Satélites com IA chegam ao espaço, prometendo analisar imagens já em órbita e reduzir o tempo de identificação de eventos críticos. Empresas do setor espacial investem em IA embarcada para acelerar decisões e comunicações com equipes em terra.
A irlandesa Ubotica levantou US$ 11 milhões para ampliar a tecnologia de IA embarcada, conhecida como Orbital AI. O objetivo é turbinar o monitoramento marítimo com respostas mais rápidas e eficientes.
Tradicionalmente, satélites capturam imagens e enviam grandes volumes de dados para estações terrestres, onde a análise é feita.
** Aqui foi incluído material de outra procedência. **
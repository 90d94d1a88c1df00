use std::collections::BTreeMap;

use serde::{Deserialize, Serialize};

use super::metric_point::{FsMetricPoint, MetricPoint};

/// Labels of one container within a pod.
#[derive(Debug, Clone, Default, PartialEq, Eq, Serialize, Deserialize)]
pub struct PodLabels {
    pub container_name: String,
    pub host_id: String,
    pub hostname: String,
    pub labels: BTreeMap<String, String>,
    pub namespace_id: String,
    pub nodename: String,
    pub pod_id: String,
    pub pod_name: String,
}

#[derive(Debug, Clone, Default, PartialEq, Serialize, Deserialize)]
pub struct PodMetrics {
    #[serde(rename = "cpu/limit")]
    pub cpu_limit: Vec<MetricPoint<String>>,
    #[serde(rename = "cpu/usage")]
    pub cpu_usage: Vec<MetricPoint<i64>>,
    #[serde(rename = "filesystem/limit")]
    pub filesystem_limit: Vec<FsMetricPoint<i64>>,
    #[serde(rename = "filesystem/usage")]
    pub filesystem_usage: Vec<FsMetricPoint<i64>>,
    #[serde(rename = "memory/cache")]
    pub memory_cache: Vec<MetricPoint<i64>>,
    #[serde(rename = "memory/limit")]
    pub memory_limit: Vec<MetricPoint<String>>,
    #[serde(rename = "memory/rss")]
    pub memory_rss: Vec<MetricPoint<i64>>,
    #[serde(rename = "memory/usage")]
    pub memory_usage: Vec<MetricPoint<u64>>,
    #[serde(rename = "network/rx")]
    pub network_rx: Vec<MetricPoint<u64>>,
    #[serde(rename = "network/tx")]
    pub network_tx: Vec<MetricPoint<u64>>,
    pub uptime: Vec<MetricPoint<i64>>,
}

#[derive(Debug, Clone, Default, PartialEq, Serialize, Deserialize)]
pub struct PodMetricRecord {
    pub labels: PodLabels,
    pub metrics: PodMetrics,
}

impl PodMetricRecord {
    pub fn name(&self) -> &str {
        &self.labels.pod_name
    }
}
Com IA a bordo, algoritmos identificam padrões e enviam apenas os resultados relevantes, acelerando o fluxo de informações.
Essa abordagem permite que decisões ocorram em minutos, não em dias. Em testes na região de Singapura, alertas chegaram aos operadores em cerca de 20 minutos, em comparação com dias para as imagens originais.
As aplicações vão além do monitoramento de áreas marítimas. Os sistemas podem detectar embarcações sem sinalização, movimentos incomuns entre navios e a aproximação de estruturas submarinas, sinalizando riscos.
No futuro, a mesma arquitetura poderá detectar incêndios florestais, monitorar fronteiras e acompanhar desastres naturais. A IA em órbita também facilita observação ambiental com menor volume de dados enviados à Terra.
A adoção de IA em satélites representa um novo patamar para a observação da Terra. Satélites passam a interpretar dados já no espaço, em vez de apenas capturar imagens para análise no solo.